これは、かなりのユーザに影響が出そうです。枝葉ではなく"コア"コンポーネントなので、無効化する事は不可能との事です。
同氏によると、このセキュリティホールで特に問題なのは、回避策が見あたらない点だという。「この(脆弱な)コンポーネントは常時有効になっており、無効にもできず、アンインストールすることもできない」(Maiffret)
つまり、Microsoftがパッチを出して修正しない限り、脆弱性は改善されないという事のようです。ただ、eEye Digital Securityは、それ以上の詳しい情報を出していませんので、どのコンポーネントが悪いのかは不明です。
同社は会社の方針により、当該ソフトウェアのメーカーがパッチもしくは勧告を公開するまでは脆弱性の技術的詳細を明らかにしていない。
まぁ、回避法が無い以上、公開すれば新たなワームの蔓延という事態も考えられるので、これはやむを得ないでしょう。ただ、eEyeに発見できたという事は、他のクラッカーにも発見できる可能性がある訳で、これで安全とは言い難いのも事実です。

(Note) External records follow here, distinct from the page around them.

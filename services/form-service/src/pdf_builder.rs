//! Page-by-page PDF assembly on top of `lopdf`.
//!
//! Used by the portable renderer backend and the data-only fallback. Layout
//! is simple top-down text flow with automatic page breaks. Text is written
//! in WinAnsi encoding against the base-14 fonts: Latin-1 text (accented
//! names included) and common typographic punctuation come through intact,
//! the checkbox/radio codepoints are mapped to ASCII forms, and anything
//! outside the encoding degrades to `?`.

use formflow_utils::{FormFlowError, FormFlowResult};
use lopdf::content::{Content, Operation};
use lopdf::{dictionary, Document, Object, Stream, StringFormat};

const PAGE_WIDTH: f32 = 595.0;
const PAGE_HEIGHT: f32 = 842.0;
const MARGIN: f32 = 56.0;
const VALUE_COLUMN_X: f32 = 240.0;
const WRAP_CHARS: usize = 88;

const FONT_NORMAL: &str = "F1";
const FONT_BOLD: &str = "F2";

pub struct PdfBuilder {
    doc: Document,
    pages_id: (u32, u16),
    kids: Vec<Object>,
    ops: Vec<Operation>,
    cursor_y: f32,
}

impl PdfBuilder {
    pub fn new() -> Self {
        let mut doc = Document::with_version("1.5");
        let pages_id = doc.new_object_id();
        Self {
            doc,
            pages_id,
            kids: Vec::new(),
            ops: Vec::new(),
            cursor_y: PAGE_HEIGHT - MARGIN,
        }
    }

    pub fn heading(&mut self, text: &str) {
        self.write_line(text, 16.0, true, 0.0);
        self.cursor_y -= 10.0;
    }

    pub fn line(&mut self, text: &str) {
        for part in wrap(text, WRAP_CHARS) {
            self.write_line(&part, 11.0, false, 0.0);
        }
    }

    pub fn meta_line(&mut self, text: &str) {
        self.write_line(text, 9.0, false, 0.0);
    }

    pub fn blank_line(&mut self) {
        self.cursor_y -= 12.0;
    }

    /// One name/value row of the two-column data table.
    pub fn table_row(&mut self, name: &str, value: &str) {
        let size = 11.0;
        self.break_page_if_needed(size);
        self.text_at(name, size, true, MARGIN);
        self.text_at(value, size, false, VALUE_COLUMN_X);
        self.cursor_y -= size + 5.0;
    }

    pub fn table_header(&mut self) {
        let size = 11.0;
        self.break_page_if_needed(size);
        self.text_at("Field", size, true, MARGIN);
        self.text_at("Value", size, true, VALUE_COLUMN_X);
        self.cursor_y -= size + 8.0;
    }

    fn write_line(&mut self, text: &str, size: f32, bold: bool, indent: f32) {
        self.break_page_if_needed(size);
        self.text_at(text, size, bold, MARGIN + indent);
        self.cursor_y -= size + 4.0;
    }

    fn text_at(&mut self, text: &str, size: f32, bold: bool, x: f32) {
        let font = if bold { FONT_BOLD } else { FONT_NORMAL };
        self.ops.push(Operation::new("BT", vec![]));
        self.ops
            .push(Operation::new("Tf", vec![font.into(), size.into()]));
        self.ops
            .push(Operation::new("Td", vec![x.into(), self.cursor_y.into()]));
        self.ops.push(Operation::new(
            "Tj",
            vec![Object::String(
                encode_win_ansi(text),
                StringFormat::Literal,
            )],
        ));
        self.ops.push(Operation::new("ET", vec![]));
    }

    fn break_page_if_needed(&mut self, size: f32) {
        if self.cursor_y - size < MARGIN {
            self.flush_page();
        }
    }

    fn flush_page(&mut self) {
        if self.ops.is_empty() {
            self.cursor_y = PAGE_HEIGHT - MARGIN;
            return;
        }
        let content = Content {
            operations: std::mem::take(&mut self.ops),
        };
        // encode() over text operations cannot fail; an empty stream is the
        // worst case.
        let encoded = content.encode().unwrap_or_default();
        let content_id = self
            .doc
            .add_object(Stream::new(dictionary! {}, encoded));

        let page_id = self.doc.add_object(dictionary! {
            "Type" => "Page",
            "Parent" => self.pages_id,
            "Resources" => dictionary! {
                "Font" => dictionary! {
                    FONT_NORMAL => dictionary! {
                        "Type" => "Font",
                        "Subtype" => "Type1",
                        "BaseFont" => "Helvetica",
                        "Encoding" => "WinAnsiEncoding",
                    },
                    FONT_BOLD => dictionary! {
                        "Type" => "Font",
                        "Subtype" => "Type1",
                        "BaseFont" => "Helvetica-Bold",
                        "Encoding" => "WinAnsiEncoding",
                    },
                },
            },
            "MediaBox" => vec![0f32.into(), 0f32.into(), PAGE_WIDTH.into(), PAGE_HEIGHT.into()],
            "Contents" => content_id,
        });

        self.kids.push(Object::Reference(page_id));
        self.cursor_y = PAGE_HEIGHT - MARGIN;
    }

    pub fn finish(mut self) -> FormFlowResult<Vec<u8>> {
        self.flush_page();
        if self.kids.is_empty() {
            // A document is never empty; emit one blank page.
            self.ops.push(Operation::new("BT", vec![]));
            self.ops.push(Operation::new("ET", vec![]));
            self.flush_page();
        }

        let count = self.kids.len() as i64;
        let pages_dict = dictionary! {
            "Type" => "Pages",
            "Kids" => self.kids.clone(),
            "Count" => count,
        };
        self.doc
            .objects
            .insert(self.pages_id, Object::Dictionary(pages_dict));

        let catalog_id = self.doc.add_object(dictionary! {
            "Type" => "Catalog",
            "Pages" => self.pages_id,
        });
        self.doc.trailer.set("Root", catalog_id);
        self.doc.compress();

        let mut bytes = Vec::new();
        self.doc
            .save_to(&mut bytes)
            .map_err(|e| FormFlowError::document_processing(format!("pdf save failed: {e}")))?;
        Ok(bytes)
    }
}

impl Default for PdfBuilder {
    fn default() -> Self {
        Self::new()
    }
}

/// Encode for a WinAnsi-declared base-14 font. The substitution glyphs have
/// no WinAnsi slot and would render as missing boxes, so they map to
/// readable ASCII forms; codepoints outside the encoding become `?`.
fn encode_win_ansi(text: &str) -> Vec<u8> {
    let mut out = Vec::with_capacity(text.len());
    for c in text.chars() {
        match c {
            '\u{2611}' => out.extend_from_slice(b"[x]"),
            '\u{2610}' => out.extend_from_slice(b"[ ]"),
            '\u{25CF}' => out.extend_from_slice(b"(x)"),
            '\u{25CB}' => out.extend_from_slice(b"( )"),
            // Typographic punctuation sits in the 0x80-0x9F window.
            '\u{20AC}' => out.push(0x80),
            '\u{2026}' => out.push(0x85),
            '\u{2018}' => out.push(0x91),
            '\u{2019}' => out.push(0x92),
            '\u{201C}' => out.push(0x93),
            '\u{201D}' => out.push(0x94),
            '\u{2013}' => out.push(0x96),
            '\u{2014}' => out.push(0x97),
            c if (c as u32) < 0x80 || (0xA0..0x100).contains(&(c as u32)) => {
                out.push(c as u32 as u8)
            }
            _ => out.push(b'?'),
        }
    }
    out
}

fn wrap(text: &str, max_chars: usize) -> Vec<String> {
    if text.chars().count() <= max_chars {
        return vec![text.to_string()];
    }
    let mut lines = Vec::new();
    let mut current = String::new();
    for word in text.split_whitespace() {
        if !current.is_empty() && current.chars().count() + word.chars().count() + 1 > max_chars {
            lines.push(std::mem::take(&mut current));
        }
        if !current.is_empty() {
            current.push(' ');
        }
        current.push_str(word);
    }
    if !current.is_empty() {
        lines.push(current);
    }
    lines
}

とりあえず、Win2Kユーザは出来る限りの防護策(アンチ・ウイルスの導入、ファイアーウォール等でのアクセス制限等)を講じてパッチを待つしかない状況のようです。企業等では、Win2KはLAN内のみアクセス可能に制限して、外部ネットワークと切り離すというのも考えられますが(これでも、飛び火する場合はあるでしょうが)、こういう処置を採れない場合もありますので、管理者は大変かも。
で、Microsoftは何と言ってるかというと、
Microsoftの関係者は、同社がeEyeの勧告に慎重に目を通した上でコメントするとしている。eEyeのウェブサイトにはまだ勧告は出ていない。

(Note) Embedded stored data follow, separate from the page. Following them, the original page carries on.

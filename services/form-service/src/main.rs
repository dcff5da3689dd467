use formflow_form_service::fonts::probe_unicode_font;
use formflow_form_service::http::router;
use formflow_form_service::render::PdfBackend;
use formflow_form_service::service::FormService;
use formflow_form_service::storage::FileStorage;
use formflow_form_service::store::Store;
use formflow_utils::config::AppConfig;
use formflow_utils::logging::init_logging;
use std::sync::Arc;
use tracing::{info, warn};

#[tokio::main]
async fn main() -> anyhow::Result<()> {
    let config = match AppConfig::load() {
        Ok(config) => config,
        Err(e) => {
            eprintln!("config load failed ({e}), using built-in defaults");
            AppConfig::default()
        }
    };
    init_logging(&config.logging)?;
    info!("Starting FormFlow Form Service");

    let font = probe_unicode_font(&config.converter.unicode_fonts, &config.converter.fallback_font);

    let backend = Arc::new(PdfBackend::probe(&config.converter).await);
    info!(backend = backend.name(), "pdf backend selected");
    if backend.name() == "library" {
        warn!(
            binary = %config.converter.office_binary,
            "office converter unavailable, layout fidelity reduced"
        );
    }

    let storage = Arc::new(FileStorage::new(&config.storage.upload_dir));
    let service = Arc::new(FormService::new(Store::new(), storage, backend, font));

    // A fresh store has no users; seed one so the create-form surface is
    // usable out of the box.
    let admin_id = service.seed_user("admin", "Administrator").await;
    info!(user_id = %admin_id, "seeded default user");

    let app = router(service, config.server.max_upload_bytes);
    let addr = format!("{}:{}", config.server.host, config.server.port);
    let listener = tokio::net::TcpListener::bind(&addr).await?;
    info!("Form service listening on {}", addr);

    axum::serve(listener, app).await?;
    Ok(())
}
use chrono::{DateTime, Utc};
use serde::{Deserialize, Serialize};
use std::collections::HashMap;
use uuid::Uuid;

/// One submitted field value inside a submission payload.
///
/// Stored in aggregate as a JSON array per (form, user) submission record;
/// never persisted row-by-row.
#[derive(Debug, Clone, PartialEq, Eq, Serialize, Deserialize)]
pub struct SubmittedValue {
    pub field_key: String,
    pub field_type: String,
    pub label: String,
    pub value: String,
}

/// Fold a values list into a name -> value lookup.
///
/// Duplicate field keys collapse to the last value; every read path builds
/// its map this way so the collapse is consistent.
pub fn values_by_name(values: &[SubmittedValue]) -> HashMap<String, String> {
    values
        .iter()
        .map(|v| (v.field_key.clone(), v.value.clone()))
        .collect()
}

#[derive(Debug, Clone, Copy, PartialEq, Eq, Serialize, Deserialize)]
pub enum SubmissionStatus {
    Draft,
    Completed,
    Submitted,
    Unknown,
}

impl SubmissionStatus {
    pub fn parse(s: &str) -> Self {
        match s.to_lowercase().as_str() {
            "draft" => Self::Draft,
            "completed" => Self::Completed,
            "submitted" => Self::Submitted,
            _ => Self::Unknown,
        }
    }
}

impl std::fmt::Display for SubmissionStatus {
    fn fmt(&self, f: &mut std::fmt::Formatter<'_>) -> std::fmt::Result {
        match self {
            Self::Draft => write!(f, "draft"),
            Self::Completed => write!(f, "completed"),
            Self::Submitted => write!(f, "submitted"),
            Self::Unknown => write!(f, "unknown"),
        }
    }
}

/// Live submission record, one per (form, user). Each save supersedes the
/// previous JSON blob; nothing is merged.
#[derive(Debug, Clone, Serialize, Deserialize)]
pub struct FormSubmission {
    pub id: Uuid,
    pub form_id: Uuid,
    pub user_id: Uuid,
    pub field_values_json: String,
    pub status: SubmissionStatus,
    pub last_updated: DateTime<Utc>,
}

/// Immutable history row appended on every save.
///
/// Timestamps depend on status: drafts carry `filled_at` only, completed or
/// submitted saves carry both, anything else carries `finished_at` only.
#[derive(Debug, Clone, Serialize, Deserialize)]
pub struct SubmissionHistory {
    pub id: Uuid,
    pub submission_id: Uuid,
    pub status: SubmissionStatus,
    pub filled_at: Option<DateTime<Utc>>,
    pub finished_at: Option<DateTime<Utc>>,
}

まさか「これで、XPに乗り換えてくれるユーザが増えたらいいな。」とは考えていないと思いますが(ありそうに感じてしまうのが、MSのMSらしい所ですが…)、あまりノンビリ構えていると、大きな批判を受けることになるではないでしょうか。前にも書きましたが、Win2Kのサポートは2010年までと御自分で明言されたのですから、その責務は果たしてくださいね。何にしても、こういう場合は「迅速に対応する」かどうかで、その企業の評価を分けるのものです。しかも、
この脆弱性はWindows 2000に影響するものだが、Maiffretによると、eEyeは現在もテストを続けており、MicrosoftのほかのOSにもこの脆弱性が見つかる可能性があるという。

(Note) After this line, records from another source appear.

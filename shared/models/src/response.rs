use chrono::{DateTime, Utc};
use serde::Serialize;

/// Uniform response envelope returned by every service endpoint.
///
/// The payload type is fixed per endpoint, so callers get a closed,
/// explicitly-typed result instead of a dynamic blob.
#[derive(Debug, Clone, Serialize)]
pub struct ApiResponse<T> {
    pub status_code: u16,
    pub message: String,
    pub data: Option<T>,
    pub timestamp: DateTime<Utc>,
}

impl<T> ApiResponse<T> {
    pub fn ok(message: impl Into<String>, data: T) -> Self {
        Self {
            status_code: 200,
            message: message.into(),
            data: Some(data),
            timestamp: Utc::now(),
        }
    }

    pub fn error(status_code: u16, message: impl Into<String>) -> Self {
        Self {
            status_code,
            message: message.into(),
            data: None,
            timestamp: Utc::now(),
        }
    }
}

#[cfg(test)]
mod tests {
    use super::*;

    #[test]
    fn test_envelope_shape() {
        let ok = ApiResponse::ok("created", 42u32);
        assert_eq!(ok.status_code, 200);
        assert_eq!(ok.data, Some(42));

        let err: ApiResponse<u32> = ApiResponse::error(404, "form not found");
        assert_eq!(err.status_code, 404);
        assert!(err.data.is_none());
    }
}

Win2KとWinXPのコア・コンポーネントが大きく違うとも思えないので、WinXPにも影響が出るかもしれません。下手をすると、WinVista(Longhorn)β版にも波及する可能性もあったりして(笑)。
この他、eEyeは、IEの脆弱性も報告しているようです。こっちの方は、最悪でも「IEは使わない」という回避法があるので、危機回避は可能ではありますが。